Ultrasound imaging is widely used in medicine thanks to its many advantages: this versatile imaging technique does not use ionizing radiation, is inexpensive, allows real-time imaging, and is portable, allowing for crucial point-of-care applications. On the downside, it is highly dependent on the operator and requires skilled trained professionals for acquiring the image and interpreting it. Computer-aided-diagnosis systems can mitigate part of this drawback by providing automatic solutions for segmenting areas of interest and for computing measurements and radiomic features which aid the final diagnosis.
Beginning as pioneers for the completely automatic measurement of the intima-media thickness and plaque characterization in carotid artery ultrasound images for cardiovascular risk assessment, this line of research has been further extended to numerous other applications. In particular, it now includes:
- Musculoskeletal ultrasonography for texture analysis and for the automatic segmentation of muscles in longitudinal and transversal images using traditional and deep learning techniques. The automatic segmentation is employed for the subsequent automatic measurement of muscle thickness (longitudinal images) and the cross-sectional area and mean gray scale value among other texture features (transversal images), which are key in distinguishing normal from pathological muscle images.
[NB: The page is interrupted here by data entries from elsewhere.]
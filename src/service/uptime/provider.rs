// Copyright 2025 OpenObserve Inc.
//
// This program is free software: you can redistribute it and/or modify
// it under the terms of the GNU Affero General Public License as published by
// the Free Software Foundation, either version 3 of the License, or
// (at your option) any later version.
//
// This program is distributed in the hope that it will be useful
// but WITHOUT ANY WARRANTY; without even the implied warranty of
// MERCHANTABILITY or FITNESS FOR A PARTICULAR PURPOSE.  See the
// GNU Affero General Public License for more details.
//
// You should have received a copy of the GNU Affero General Public License
// along with this program.  If not, see <http://www.gnu.org/licenses/>.

//! External monitoring provider sync.
//!
//! Concrete provider clients (UptimeRobot, Checkly, ...) are
//! collaborators implementing [`ExternalProvider`]; this module owns the
//! sync engine: idempotent upserts of provider monitor state and the
//! same up/down transition rules as local probes, keyed by the external
//! monitor id.

use std::sync::Arc;

use async_trait::async_trait;
use config::meta::{
    alert::{AlertSource, NormalizedAlert, StatusIntent},
    incident::Severity,
    uptime::ExternalMonitorState,
};
use config::utils::{json, time::now_micros};
use infra::{errors::Result, table::external_monitors};
use once_cell::sync::Lazy;
use tokio::sync::RwLock;

use super::{StateTransition, transition};
use crate::service::alerts::ingest::{self, IngestRoute};

/// One external monitoring account to pull from.
#[async_trait]
pub trait ExternalProvider: Send + Sync + 'static {
    /// Provider tag, e.g. `uptimerobot`.
    fn provider(&self) -> &str;
    /// Organization the synced monitors belong to.
    fn org_id(&self) -> &str;
    /// Minimum seconds between two sync rounds for this provider.
    fn min_sync_interval(&self) -> u64 {
        config::get_config().uptime.provider_sync_interval
    }
    async fn fetch(&self) -> anyhow::Result<Vec<ExternalMonitorState>>;
}

static REGISTRY: Lazy<RwLock<Vec<Arc<dyn ExternalProvider>>>> =
    Lazy::new(|| RwLock::new(Vec::new()));

pub async fn register(provider: Arc<dyn ExternalProvider>) {
    REGISTRY.write().await.push(provider);
}

#[derive(Debug, Clone, Default, PartialEq, Eq)]
pub struct SyncSummary {
    pub monitors: usize,
    pub incidents_opened: usize,
    pub incidents_resolved: usize,
    /// True when the round was skipped because the provider was synced
    /// too recently.
    pub throttled: bool,
}

/// Sync one provider account. Idempotent: repeated rounds with the same
/// provider state change nothing.
pub async fn sync_provider(provider: &dyn ExternalProvider) -> Result<SyncSummary> {
    let now = now_micros();
    let min_interval_micros = provider.min_sync_interval() as i64 * 1_000_000;
    if let Some(last) = external_monitors::last_synced_at(provider.org_id(), provider.provider()).await?
        && now - last < min_interval_micros
    {
        return Ok(SyncSummary {
            throttled: true,
            ..Default::default()
        });
    }

    let states = provider
        .fetch()
        .await
        .map_err(|e| infra::errors::Error::TransientFailure(format!(
            "provider {} fetch failed: {e}",
            provider.provider()
        )))?;

    let mut summary = SyncSummary {
        monitors: states.len(),
        ..Default::default()
    };

    for state in states {
        let (monitor, previous) = external_monitors::upsert(
            provider.org_id(),
            provider.provider(),
            &state.external_id,
            &state.name,
            state.is_up,
            &state.raw_status,
            now,
        )
        .await?;

        match transition(previous, state.is_up) {
            StateTransition::WentDown => {
                let alert = NormalizedAlert {
                    source: AlertSource::Uptime,
                    title: format!("External monitor {} is down", monitor.name),
                    description: monitor.raw_status.clone(),
                    severity: Severity::Critical,
                    status_intent: StatusIntent::Fire,
                    incident_key: Some(external_key(&monitor.provider, &monitor.external_id)),
                    external_id: Some(monitor.external_id.clone()),
                    payload: json::json!({
                        "provider": monitor.provider,
                        "external_id": monitor.external_id,
                        "raw_status": monitor.raw_status,
                    }),
                };
                ingest::process(provider.org_id(), &IngestRoute::default(), alert).await?;
                summary.incidents_opened += 1;
            }
            StateTransition::Recovered => {
                let alert = NormalizedAlert {
                    source: AlertSource::Uptime,
                    title: format!("External monitor {} recovered", monitor.name),
                    description: String::new(),
                    severity: Severity::Info,
                    status_intent: StatusIntent::Resolve,
                    incident_key: Some(external_key(&monitor.provider, &monitor.external_id)),
                    external_id: Some(monitor.external_id.clone()),
                    payload: json::json!({ "provider": monitor.provider }),
                };
                ingest::process(provider.org_id(), &IngestRoute::default(), alert).await?;
                summary.incidents_resolved += 1;
            }
            StateTransition::Unchanged => {}
        }
    }
    Ok(summary)
}

fn external_key(provider: &str, external_id: &str) -> String {
    format!("{provider}:{external_id}")
}

/// One sync round over every registered provider. Provider failures are
/// isolated: one broken account never blocks the others.
pub async fn sync_all() {
    let providers = REGISTRY.read().await.clone();
    for provider in providers {
        match sync_provider(provider.as_ref()).await {
            Ok(summary) if summary.throttled => {}
            Ok(summary) => {
                log::info!(
                    "[UPTIME] provider {} synced {} monitors ({} opened, {} resolved)",
                    provider.provider(),
                    summary.monitors,
                    summary.incidents_opened,
                    summary.incidents_resolved
                );
            }
            Err(e) => {
                log::error!("[UPTIME] provider {} sync failed: {e}", provider.provider());
            }
        }
    }
}

#[cfg(test)]
mod tests {
    use super::*;

    #[test]
    fn test_external_key_format() {
        assert_eq!(external_key("uptimerobot", "m-1"), "uptimerobot:m-1");
    }

    #[test]
    fn test_indeterminate_provider_state_never_transitions() {
        // paused/provisioning monitors report is_up = None
        assert_eq!(transition(Some(true), None), StateTransition::Unchanged);
        assert_eq!(transition(None, None), StateTransition::Unchanged);
        assert_eq!(transition(Some(false), None), StateTransition::Unchanged);
    }
}
#[cfg(test)]
mod tests {
    use config::meta::{
        escalation::EscalationLevel,
        incident::{Severity, Urgency},
    };

    use super::*;

    const MINUTE: i64 = 60 * 1_000_000;

    fn policy(n_levels: u32) -> EscalationPolicy {
        EscalationPolicy {
            id: "pol1".to_string(),
            org_id: "org1".to_string(),
            name: "default".to_string(),
            description: "".to_string(),
            levels: (1..=n_levels)
                .map(|level| EscalationLevel {
                    level,
                    target_type: EscalationTarget::User,
                    target_id: Some(format!("user{level}")),
                    timeout_secs: 60,
                })
                .collect(),
            created_at: 0,
            updated_at: 0,
        }
    }

    fn incident(created_at: i64) -> Incident {
        Incident {
            id: "inc1".to_string(),
            org_id: "org1".to_string(),
            project_id: None,
            group_id: None,
            title: "api down".to_string(),
            description: "".to_string(),
            severity: Severity::Critical,
            urgency: Urgency::High,
            status: IncidentStatus::Triggered,
            source: "datadog".to_string(),
            incident_key: Some("k".to_string()),
            external_id: None,
            alert_count: 1,
            escalation_policy_id: Some("pol1".to_string()),
            current_escalation_level: 0,
            escalation_status: EscalationStatus::None,
            last_escalated_at: None,
            escalation_due_at: Some(created_at + MINUTE),
            assigned_to: None,
            resolution: None,
            created_at,
            updated_at: created_at,
            acknowledged_at: None,
            resolved_at: None,
        }
    }

    #[test]
    fn test_first_fire_waits_for_first_timeout() {
        let p = policy(3);
        let inc = incident(0);
        assert_eq!(
            plan_step(&inc, &p, MINUTE - 1),
            StepOutcome::NotEligible("first level not due")
        );
        assert_eq!(plan_step(&inc, &p, MINUTE), StepOutcome::Advance { next_level: 1 });
        assert_eq!(
            plan_step(&inc, &p, 10 * MINUTE),
            StepOutcome::Advance { next_level: 1 }
        );
    }

    #[test]
    fn test_advance_from_level_waits_current_timeout() {
        let p = policy(3);
        let mut inc = incident(0);
        inc.current_escalation_level = 1;
        inc.escalation_status = EscalationStatus::Pending;
        inc.last_escalated_at = Some(MINUTE);
        assert_eq!(
            plan_step(&inc, &p, 2 * MINUTE - 1),
            StepOutcome::NotEligible("current level not due")
        );
        assert_eq!(
            plan_step(&inc, &p, 2 * MINUTE),
            StepOutcome::Advance { next_level: 2 }
        );
    }

    #[test]
    fn test_acknowledged_and_resolved_disqualify() {
        let p = policy(3);
        let mut inc = incident(0);
        inc.status = IncidentStatus::Acknowledged;
        assert_eq!(
            plan_step(&inc, &p, 10 * MINUTE),
            StepOutcome::NotEligible("not triggered")
        );
        inc.status = IncidentStatus::Resolved;
        assert_eq!(
            plan_step(&inc, &p, 10 * MINUTE),
            StepOutcome::NotEligible("not triggered")
        );
    }

    #[test]
    fn test_completed_is_terminal() {
        let p = policy(3);
        let mut inc = incident(0);
        inc.current_escalation_level = 3;
        inc.escalation_status = EscalationStatus::Completed;
        inc.last_escalated_at = Some(3 * MINUTE);
        assert_eq!(
            plan_step(&inc, &p, 100 * MINUTE),
            StepOutcome::NotEligible("escalation completed")
        );
    }

    #[test]
    fn test_no_next_level_is_exhausted() {
        // a policy edited down to fewer levels than the incident sits at
        let p = policy(1);
        let mut inc = incident(0);
        inc.current_escalation_level = 1;
        inc.escalation_status = EscalationStatus::Pending;
        inc.last_escalated_at = Some(MINUTE);
        assert_eq!(plan_step(&inc, &p, 10 * MINUTE), StepOutcome::Exhausted);

        let mut shrunk = incident(0);
        shrunk.current_escalation_level = 5;
        shrunk.escalation_status = EscalationStatus::Pending;
        shrunk.last_escalated_at = Some(MINUTE);
        assert_eq!(plan_step(&shrunk, &p, 10 * MINUTE), StepOutcome::Exhausted);
    }

    #[test]
    fn test_empty_policy_is_exhausted_on_first_fire() {
        let mut p = policy(1);
        p.levels.clear();
        let inc = incident(0);
        assert_eq!(plan_step(&inc, &p, 10 * MINUTE), StepOutcome::Exhausted);
    }

    #[test]
    fn test_level_never_exceeds_policy_length() {
        // walking a 3-level policy step by step never plans past level 3
        let p = policy(3);
        let mut inc = incident(0);
        let mut now = 0;
        let mut fired = vec![];
        for _ in 0..10 {
            now += MINUTE;
            match plan_step(&inc, &p, now) {
                StepOutcome::Advance { next_level } => {
                    fired.push(next_level);
                    inc.current_escalation_level = next_level as i32;
                    inc.last_escalated_at = Some(now);
                    inc.escalation_status = if p.level(next_level + 1).is_none() {
                        EscalationStatus::Completed
                    } else {
                        EscalationStatus::Pending
                    };
                }
                _ => {}
            }
        }
        assert_eq!(fired, vec![1, 2, 3]);
        assert!(inc.current_escalation_level as usize <= p.levels.len());
        assert_eq!(inc.escalation_status, EscalationStatus::Completed);
    }
}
- Transorbital ultrasonography for the automatic segmentation of the optic nerve and the consequent measurement of the optic nerve diameter and optic nerve sheath diameter, which are helpful for the estimation and monitoring of increased intra-cranial pressure.
- Testicular ultrasonography for radiomics analysis and in particular for measuring gonadal function. First-order and higher-order texture features are used to correlate B-mode image features with gonadal functions and semen parameters, capable of representing a mirror of the pituitary-gonadal homeostasis in terms of reproductive function.